Foi da minha caixa postal que saiu a mensagem que restituiu a vida ao meu amigo. Do envelope pardo, com o meu endereço escrito a mão, saiu uma folha de papel, ligeiramente amassada, na qual li:
Caro amigo
Por alguma razão lembrei-me de você dias atrás. Não foi difícil encontrar o seu endereço que obtive de uma lista de antigos colegas enviada a mim há algum tempo. Não sei dizer com precisão a razão desse meu contato que não espero seja retribuído. Soube que você publica livros, coisa que, sinceramente, tenho por inútil: há muito tempo desisti da cultura por acreditar que o homem atual encontra-se em irreversível involução, nada podendo salvá-lo em seu retorno à condição animalesca. A violência crescente é apenas um dos sinais de involução que a arrogância dos homens insiste em olvidar.

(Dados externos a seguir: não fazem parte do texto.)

use crate::conversions::{
    column_type_from_str, column_type_to_str, dimension_from_zm, dimension_to_zm,
    geometry_type_from_str, layer_geometry_type_to_str,
};
use crate::error::{OverlayError, Result};
use crate::ogc_sql::{
    SQL_DELETE_LAYER_META, SQL_INSERT_GPKG_CONTENTS, SQL_INSERT_GPKG_GEOMETRY_COLUMNS,
    SQL_INSERT_SRS, SQL_LIST_LAYERS, SQL_SELECT_GEOMETRY_COLUMN_META, SQL_SELECT_SRS,
    SQL_TABLE_COLUMNS, execute_rtree_sqls, gpkg_rtree_drop_sql, initialize_gpkg, quote_name,
    sql_create_table, sql_drop_table,
};
use crate::sql_functions::register_spatial_functions;
use crate::types::{ColumnSpec, ColumnSpecs, SpatialRefSys};
use rusqlite::{OpenFlags, OptionalExtension};
use std::path::{Path, PathBuf};

use super::layer::GpkgLayer;

#[derive(Debug)]
/// GeoPackage connection wrapper for reading source layers and writing exports.
pub struct Gpkg {
    conn: rusqlite::Connection,
    path: Option<PathBuf>,
    read_only: bool,
}

impl Gpkg {
    /// Open a GeoPackage in read-only mode.
    pub fn open_read_only<P: AsRef<Path>>(path: P) -> Result<Self> {
        let path = path.as_ref();
        if !path.exists() {
            return Err(OverlayError::MissingFile {
                path: path.to_path_buf(),
            });
        }

        let conn = rusqlite::Connection::open_with_flags(path, OpenFlags::SQLITE_OPEN_READ_ONLY)?;
        register_spatial_functions(&conn)?;
        Ok(Self {
            conn,
            path: Some(path.to_path_buf()),
            read_only: true,
        })
    }

    /// Open an existing GeoPackage in read-write mode.
    pub fn open<P: AsRef<Path>>(path: P) -> Result<Self> {
        let path = path.as_ref();
        if !path.exists() {
            return Err(OverlayError::MissingFile {
                path: path.to_path_buf(),
            });
        }

        let conn = rusqlite::Connection::open(path)?;
        register_spatial_functions(&conn)?;
        Ok(Self {
            conn,
            path: Some(path.to_path_buf()),
            read_only: false,
        })
    }

    /// Create a new GeoPackage; fails if the file already exists.
    pub fn new<P: AsRef<Path>>(path: P) -> Result<Self> {
        let path = path.as_ref();
        if path.exists() {
            return Err(OverlayError::InvalidArgument(format!(
                "GeoPackage file already exists: {}",
                path.display()
            )));
        }

        let conn = rusqlite::Connection::open(path)?;
        initialize_gpkg(&conn)?;
        register_spatial_functions(&conn)?;
        tracing::debug!(path = %path.display(), "created GeoPackage");

        Ok(Self {
            conn,
            path: Some(path.to_path_buf()),
            read_only: false,
        })
    }

    /// Create a new GeoPackage in memory
    pub fn new_in_memory() -> Result<Self> {
        let conn = rusqlite::Connection::open_in_memory()?;

        initialize_gpkg(&conn)?;
        register_spatial_functions(&conn)?;

        Ok(Self {
            conn,
            path: None,
            read_only: false,
        })
    }

    /// Open `path` for writing, creating the GeoPackage if needed.
    pub fn open_or_create<P: AsRef<Path>>(path: P) -> Result<Self> {
        if path.as_ref().exists() {
            Self::open(path)
        } else {
            Self::new(path)
        }
    }

    /// Register a spatial reference system in `gpkg_spatial_ref_sys`.
    ///
    /// Layers must reference an `srs_id` that is already registered. An entry
    /// with the same id is left untouched.
    pub fn register_srs(&self, srs: &SpatialRefSys) -> Result<()> {
        self.ensure_writable()?;

        self.conn.execute(
            SQL_INSERT_SRS,
            rusqlite::params![
                srs.srs_name,
                srs.srs_id,
                srs.organization,
                srs.organization_coordsys_id,
                srs.definition,
                srs.description
            ],
        )?;
        Ok(())
    }

    /// Look up a registered spatial reference system.
    pub fn spatial_ref_sys(&self, srs_id: i32) -> Result<Option<SpatialRefSys>> {
        let srs = self
            .conn
            .query_row(SQL_SELECT_SRS, [srs_id], |row| {
                Ok(SpatialRefSys {
                    srs_name: row.get(0)?,
                    srs_id: row.get(1)?,
                    organization: row.get(2)?,
                    organization_coordsys_id: row.get(3)?,
                    definition: row.get(4)?,
                    description: row.get(5)?,
                })
            })
            .optional()?;
        Ok(srs)
    }

    /// List the names of the feature layers.
    pub fn list_layers(&self) -> Result<Vec<String>> {
        let mut stmt = self.conn.prepare(SQL_LIST_LAYERS)?;
        let layers = stmt
            .query_map([], |row| row.get(0))?
            .collect::<std::result::Result<Vec<String>, _>>()?;
        Ok(layers)
    }

    pub fn has_layer(&self, layer_name: &str) -> Result<bool> {
        Ok(self.list_layers()?.iter().any(|name| name == layer_name))
    }

    /// Load a layer definition and metadata by name.
    pub fn open_layer<'a>(&'a self, layer_name: &str) -> Result<GpkgLayer<'a>> {
        if !self.has_layer(layer_name)? {
            return Err(OverlayError::MissingLayer {
                path: self.path.clone().unwrap_or_default(),
                layer: layer_name.to_string(),
            });
        }

        let (geometry_column, geometry_type, geometry_dimension, srs_id) =
            self.get_geometry_column_and_srs_id(layer_name)?;
        let column_specs = self.get_column_specs(layer_name)?;
        let property_columns = column_specs
            .other_columns
            .into_iter()
            .filter(|spec| {
                spec.name != geometry_column && spec.name != column_specs.primary_key
            })
            .collect();

        Ok(GpkgLayer::new(
            self,
            layer_name.to_string(),
            geometry_column,
            column_specs.primary_key,
            geometry_type,
            geometry_dimension,
            srs_id,
            property_columns,
        ))
    }

    /// Create a new feature layer with an `fid` primary key and an R-tree
    /// index on the geometry column.
    ///
    /// `geometry_type` of `None` declares the generic `GEOMETRY` type.
    pub fn new_layer<'a>(
        &'a self,
        layer_name: &str,
        geometry_column: String,
        geometry_type: Option<wkb::reader::GeometryType>,
        geometry_dimension: wkb::reader::Dimension,
        srs_id: u32,
        property_columns: &[ColumnSpec],
    ) -> Result<GpkgLayer<'a>> {
        self.ensure_writable()?;

        if self.has_layer(layer_name)? {
            return Err(OverlayError::LayerAlreadyExists {
                layer_name: layer_name.to_string(),
            });
        }

        let srs_exists: bool = self.conn.query_row(
            "SELECT EXISTS(SELECT 1 FROM gpkg_spatial_ref_sys WHERE srs_id = ?1)",
            rusqlite::params![srs_id],
            |row| row.get(0),
        )?;
        if !srs_exists {
            return Err(OverlayError::MissingSpatialRefSysId { srs_id });
        }

        let geometry_type_name = layer_geometry_type_to_str(geometry_type);
        let (z, m) = dimension_to_zm(geometry_dimension);

        let mut column_defs = Vec::with_capacity(property_columns.len() + 2);
        column_defs.push("fid INTEGER PRIMARY KEY AUTOINCREMENT".to_string());
        column_defs.push(format!(
            "{} {geometry_type_name}",
            quote_name(&geometry_column)
        ));
        for spec in property_columns {
            let col_type = column_type_to_str(spec.column_type);
            column_defs.push(format!("{} {col_type}", quote_name(&spec.name)));
        }

        let tx = self.conn.unchecked_transaction()?;
        tx.execute_batch(&sql_create_table(layer_name, &column_defs.join(", ")))?;
        tx.execute(
            SQL_INSERT_GPKG_CONTENTS,
            rusqlite::params![layer_name, layer_name, srs_id],
        )?;
        tx.execute(
            SQL_INSERT_GPKG_GEOMETRY_COLUMNS,
            rusqlite::params![
                layer_name,
                geometry_column,
                geometry_type_name,
                srs_id,
                z,
                m
            ],
        )?;
        execute_rtree_sqls(&tx, layer_name, &geometry_column, "fid")?;
        tx.commit()?;
        tracing::debug!(layer = layer_name, geometry_type = geometry_type_name, srs_id, "created layer");

        Ok(GpkgLayer::new(
            self,
            layer_name.to_string(),
            geometry_column,
            "fid".to_string(),
            geometry_type,
            geometry_dimension,
            srs_id,
            property_columns.to_vec(),
        ))
    }

    /// Delete a layer together with its metadata rows and R-tree index.
    pub fn delete_layer(&self, layer_name: &str) -> Result<()> {
        self.ensure_writable()?;

        let (geometry_column, _, _, _) = self.get_geometry_column_and_srs_id(layer_name)?;

        let tx = self.conn.unchecked_transaction()?;
        tx.execute_batch(&gpkg_rtree_drop_sql(layer_name, &geometry_column))?;
        tx.execute_batch(&sql_drop_table(layer_name))?;
        for sql in SQL_DELETE_LAYER_META {
            tx.execute(sql, [layer_name])?;
        }
        tx.commit()?;
        tracing::debug!(layer = layer_name, "deleted layer");
        Ok(())
    }

    pub(crate) fn connection(&self) -> &rusqlite::Connection {
        &self.conn
    }

    pub(crate) fn is_read_only(&self) -> bool {
        self.read_only
    }

    fn ensure_writable(&self) -> Result<()> {
        if self.read_only {
            return Err(OverlayError::ReadOnly);
        }
        Ok(())
    }

    /// Resolve the table columns and map SQLite types.
    pub(crate) fn get_column_specs(&self, layer_name: &str) -> Result<ColumnSpecs> {
        let mut stmt = self.conn.prepare(SQL_TABLE_COLUMNS)?;

        let columns = stmt
            .query_map([layer_name], |row| {
                Ok((
                    row.get::<_, String>(0)?,
                    row.get::<_, String>(1)?,
                    row.get::<_, i32>(2)? != 0,
                ))
            })?
            .collect::<std::result::Result<Vec<(String, String, bool)>, _>>()?;

        let mut primary_key: Option<String> = None;
        let mut other_columns = Vec::new();
        for (name, declared_type, is_primary_key) in columns {
            if is_primary_key {
                if primary_key.is_some() {
                    return Err(OverlayError::CompositePrimaryKeyUnsupported {
                        layer_name: layer_name.to_string(),
                    });
                }
                primary_key = Some(name.clone());
            }

            // cf. https://www.geopackage.org/spec140/index.html#_sqlite_container
            let column_type = column_type_from_str(&declared_type).ok_or_else(|| {
                OverlayError::UnsupportedColumnType {
                    column: name.clone(),
                    declared_type: declared_type.clone(),
                }
            })?;
            other_columns.push(ColumnSpec { name, column_type });
        }

        let primary_key = primary_key.ok_or_else(|| OverlayError::MissingPrimaryKeyColumn {
            layer_name: layer_name.to_string(),
        })?;

        Ok(ColumnSpecs {
            primary_key,
            other_columns,
        })
    }

    /// Resolve the geometry column metadata and SRS information for a layer.
    pub(crate) fn get_geometry_column_and_srs_id(
        &self,
        layer_name: &str,
    ) -> Result<(
        String,
        Option<wkb::reader::GeometryType>,
        wkb::reader::Dimension,
        u32,
    )> {
        let mut stmt = self.conn.prepare(SQL_SELECT_GEOMETRY_COLUMN_META)?;

        let meta = stmt
            .query_row([layer_name], |row| {
                Ok((
                    row.get::<_, String>(0)?,
                    row.get::<_, String>(1)?,
                    row.get::<_, i8>(2)?,
                    row.get::<_, i8>(3)?,
                    row.get::<_, i32>(4)?,
                ))
            })
            .optional()?;
        let (geometry_column, geometry_type_str, z, m, srs_id) =
            meta.ok_or_else(|| OverlayError::MissingLayer {
                path: self.path.clone().unwrap_or_default(),
                layer: layer_name.to_string(),
            })?;

        let geometry_type = geometry_type_from_str(&geometry_type_str)?;
        let geometry_dimension = dimension_from_zm(z, m)?;

        Ok((geometry_column, geometry_type, geometry_dimension, srs_id as u32))
    }
}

Como disse, tenho me lembrado de você, das discussões que tínhamos em noites inteiras regadas à bebida barata. Ainda hoje me parece que você não tinha razão em alguns pontos, coisa que hoje já não tem nenhuma importância.
Abraço do amigo…
Fernando, assim se chama essa pessoa que não vejo há muito e que tinha por morto. A história que corria sobre ele é que abandonara o cargo de professor numa universidade para tornar-se fazendeiro em pleno sertão. Tempos atrás correu o boato de que teria sido assassinado por um vizinho durante conflito de demarcação de divisa de terras. Na ocasião deplorei que uma das mentes mais brilhantes que conheci tivesse desaparecido de forma brutal e desnecessária.

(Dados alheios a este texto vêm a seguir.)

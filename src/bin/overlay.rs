use clap::{Parser, Subcommand};
use gpkg_overlay::{
    AccessMode, Gpkg, Ident, LookupConfig, LookupTable, PipelineConfig, Store, classify_labels,
    dissolve_by_label, export_table_to_csv, export_table_to_gpkg, load_gpkg_layer, pipeline,
    reclassify_layer, with_connection,
};
use rusqlite::types::Value;
use std::collections::HashMap;
use std::path::{Path, PathBuf};
use wkt::to_wkt::write_geometry;

#[derive(Parser)]
#[command(name = "overlay", version, about = "Polygon overlap and area statistics for GeoPackage layers")]
struct Cli {
    /// Log at debug level (RUST_LOG overrides)
    #[arg(short, long, global = true)]
    verbose: bool,

    #[command(subcommand)]
    command: Command,
}

#[derive(Subcommand)]
enum Command {
    /// Run the whole overlap pipeline from a TOML config
    Run { config: PathBuf },
    /// Load one GeoPackage layer into a store
    Load {
        database: PathBuf,
        gpkg: PathBuf,
        layer: String,
        /// Do not read or write the parquet/ cache
        #[arg(long)]
        no_staging: bool,
    },
    /// List the tables of a store or the layers of a GeoPackage
    Info {
        path: PathBuf,
        /// Print every feature of every GeoPackage layer
        #[arg(long)]
        features: bool,
    },
    /// Export a store table to GeoPackage and/or CSV
    Export {
        database: PathBuf,
        table: Ident,
        #[arg(long)]
        gpkg: Option<PathBuf>,
        /// Layer name in the GeoPackage (default: the table name)
        #[arg(long)]
        layer: Option<String>,
        #[arg(long)]
        csv: Option<PathBuf>,
        /// Geometry column written to the GeoPackage layer
        #[arg(long, default_value = "geom")]
        geom_field: Ident,
    },
    /// Reclassify a GeoPackage layer field through a CSV lookup
    Reclassify {
        gpkg: PathBuf,
        layer: String,
        /// TOML file with a [lookup] table
        #[arg(long)]
        config: Option<PathBuf>,
        #[arg(long)]
        csv: Option<PathBuf>,
        /// Key columns, comma separated
        #[arg(long, value_delimiter = ',')]
        keys: Vec<String>,
        #[arg(long)]
        value: Option<String>,
        /// CSV header rename, as SOURCE=KEY; repeatable
        #[arg(long, value_parser = parse_rename)]
        rename: Vec<(String, String)>,
    },
    /// Label a numeric field with percent classes
    Labels {
        database: PathBuf,
        table: Ident,
        value_field: Ident,
        #[arg(long, default_value = "label")]
        label_field: Ident,
        /// Class breaks, comma separated, e.g. -0.01,5,10,15,20,30,50,70,100
        #[arg(long, value_delimiter = ',', allow_hyphen_values = true, required = true)]
        breaks: Vec<f64>,
        /// Also dissolve the geometries by label into this table
        #[arg(long)]
        dissolve: Option<Ident>,
        #[arg(long, default_value = "geom")]
        geom_field: Ident,
    },
}

fn main() {
    let cli = Cli::parse();
    init_tracing(cli.verbose);
    if let Err(err) = run(cli.command) {
        eprintln!("overlay failed: {err}");
        std::process::exit(1);
    }
}

fn init_tracing(verbose: bool) {
    let default = if verbose { "debug" } else { "info" };
    let filter = tracing_subscriber::EnvFilter::try_from_default_env()
        .unwrap_or_else(|_| tracing_subscriber::EnvFilter::new(default));
    tracing_subscriber::fmt()
        .with_env_filter(filter)
        .with_writer(std::io::stderr)
        .init();
}

fn run(command: Command) -> Result<(), Box<dyn std::error::Error>> {
    match command {
        Command::Run { config } => {
            let config = PipelineConfig::from_path(config)?;
            let report = pipeline::run(&config)?;
            for (reference, summary) in &report.summaries {
                println!(
                    "{reference}: {} rows, {} unique ids",
                    summary.rows, summary.unique_ids
                );
                for row in &summary.worst_differences {
                    println!(
                        "  id={} sum={} area={} diff={}",
                        format_value(&row.id),
                        format_number(row.sum),
                        format_number(row.area),
                        format_number(row.difference)
                    );
                }
            }
            for failure in &report.load_failures {
                println!(
                    "not loaded: {} from {}: {}",
                    failure.layer,
                    failure.gpkg.display(),
                    failure.error
                );
            }
            for failure in &report.failures {
                println!("failed: {}.{}: {}", failure.table, failure.field, failure.error);
            }
            if !report.is_complete() {
                return Err(format!(
                    "{} layer(s) not loaded, {} field(s) failed",
                    report.load_failures.len(),
                    report.failures.len()
                )
                .into());
            }
        }
        Command::Load {
            database,
            gpkg,
            layer,
            no_staging,
        } => {
            let outcome = with_connection(&database, AccessMode::ReadWrite, |store| {
                load_gpkg_layer(store, &gpkg, &layer, !no_staging)
            })?;
            println!("{layer}: {outcome:?}");
        }
        Command::Info { path, features } => {
            if is_gpkg(&path) {
                print_gpkg(&path, features)?;
            } else {
                print_store(&path)?;
            }
        }
        Command::Export {
            database,
            table,
            gpkg,
            layer,
            csv,
            geom_field,
        } => {
            if gpkg.is_none() && csv.is_none() {
                return Err("nothing to export, pass --gpkg and/or --csv".into());
            }
            with_connection(&database, AccessMode::ReadOnly, |store| {
                if let Some(path) = &gpkg {
                    let layer = layer.as_deref().unwrap_or(table.as_str());
                    export_table_to_gpkg(store, &table, &geom_field, path, layer)?;
                }
                if let Some(path) = &csv {
                    export_table_to_csv(store, &table, path)?;
                }
                Ok(())
            })?;
        }
        Command::Reclassify {
            gpkg,
            layer,
            config,
            csv,
            keys,
            value,
            rename,
        } => {
            let mut lookup = match config {
                Some(path) => LookupConfig::from_path(path)?,
                None => LookupConfig {
                    csv: csv.clone().ok_or("--csv or --config is required")?,
                    keys: keys.clone(),
                    value: value.clone().ok_or("--value or --config is required")?,
                    rename: HashMap::new(),
                },
            };
            if let Some(csv) = csv {
                lookup.csv = csv;
            }
            if !keys.is_empty() {
                lookup.keys = keys;
            }
            if let Some(value) = value {
                lookup.value = value;
            }
            lookup.rename.extend(rename);

            let table =
                LookupTable::from_csv(&lookup.csv, &lookup.keys, &lookup.value, &lookup.rename)?;
            let report = reclassify_layer(&gpkg, &layer, &table)?;
            println!(
                "{layer}: {} features, {} matched, {} missed",
                report.features, report.matched, report.missed
            );
        }
        Command::Labels {
            database,
            table,
            value_field,
            label_field,
            breaks,
            dissolve,
            geom_field,
        } => {
            with_connection(&database, AccessMode::ReadWrite, |store| {
                let outcome = classify_labels(store, &table, &value_field, &label_field, &breaks)?;
                println!("{table}: {} rows labelled", outcome.rows());
                if let Some(output) = &dissolve {
                    let outcome =
                        dissolve_by_label(store, &table, &label_field, &geom_field, output)?;
                    println!("{output}: {} label groups", outcome.rows());
                }
                Ok(())
            })?;
        }
    }
    Ok(())
}

fn parse_rename(s: &str) -> Result<(String, String), String> {
    let (source, key) = s
        .split_once('=')
        .ok_or_else(|| format!("expected SOURCE=KEY, got {s:?}"))?;
    Ok((source.trim().to_string(), key.trim().to_string()))
}

fn is_gpkg(path: &Path) -> bool {
    path.extension()
        .is_some_and(|ext| ext.eq_ignore_ascii_case("gpkg"))
}

fn print_store(path: &Path) -> Result<(), Box<dyn std::error::Error>> {
    let store = Store::open(path, AccessMode::ReadOnly)?;
    for table in store.list_tables()? {
        let ident = Ident::new(table.as_str())?;
        let rows: i64 = store.connection().query_row(
            &format!("SELECT COUNT(*) FROM {}", ident.quoted()),
            [],
            |row| row.get(0),
        )?;
        println!("table: {table} ({rows} rows)");
        for spec in store.column_specs(&ident)? {
            println!("  {}: {:?}", spec.name, spec.column_type);
        }
    }
    store.close()?;
    Ok(())
}

fn print_gpkg(path: &Path, features: bool) -> Result<(), Box<dyn std::error::Error>> {
    let gpkg = Gpkg::open_read_only(path)?;
    for layer_name in gpkg.list_layers()? {
        let layer = gpkg.open_layer(&layer_name)?;
        println!(
            "layer: {layer_name} ({} features, srs {})",
            layer.count()?,
            layer.srs_id
        );
        for column in &layer.property_columns {
            println!("  {}: {:?}", column.name, column.column_type);
        }
        if !features {
            continue;
        }

        for feature in layer.features()? {
            let mut values = Vec::with_capacity(layer.property_columns.len() + 1);
            let wkt = match feature.geometry() {
                Ok(wkb) => {
                    let mut wkt = String::new();
                    write_geometry(&mut wkt, &wkb)?;
                    wkt
                }
                Err(_) => "NULL".to_string(),
            };
            values.push(format!("{}={wkt}", layer.geometry_column));
            for (column, value) in layer.property_columns.iter().zip(feature.properties()) {
                values.push(format!("{}={}", column.name, format_value(value)));
            }
            println!("  fid {}: {}", feature.id(), values.join(", "));
        }
    }
    Ok(())
}

fn format_value(value: &Value) -> String {
    match value {
        Value::Null => "NULL".to_string(),
        Value::Integer(value) => value.to_string(),
        Value::Real(value) => value.to_string(),
        Value::Text(value) => value.clone(),
        Value::Blob(value) => format!("<{} bytes>", value.len()),
    }
}

fn format_number(value: Option<f64>) -> String {
    value.map_or_else(|| "NULL".to_string(), |v| format!("{v:.2}"))
}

Mas, felizmente, Fernando está vivo e, pelo jeito, o mesmo de sempre: anotou o endereço no remetente com letra ilegível, mostrando que não quer ser encontrado. A carta foi postada em Manaus, fato que apenas delimita a região onde Fernando circula atualmente.
Gostaria muito de rever o Fernando para que encerrássemos diálogos há tanto interrompidos. Como não sei para onde mandar a resposta escrevo neste blog que talvez ele possa vir a ler -duvido! Entretanto, caso isso aconteça, Fernando, quero que saiba que afinal você estava certo em relação a alguns aspectos que discutimos da última vez, dos quais eu discordava inteiramente. Talvez isso não tenha mesmo a menor importância a essa altura do campeonato, mas o fato é que, Fernando, eu não mudei muito, continuo acreditando em coisas em desuso como a fidelidade às ideias e o descarte a coisas que professei e, mais tarde, descobri estarem erradas.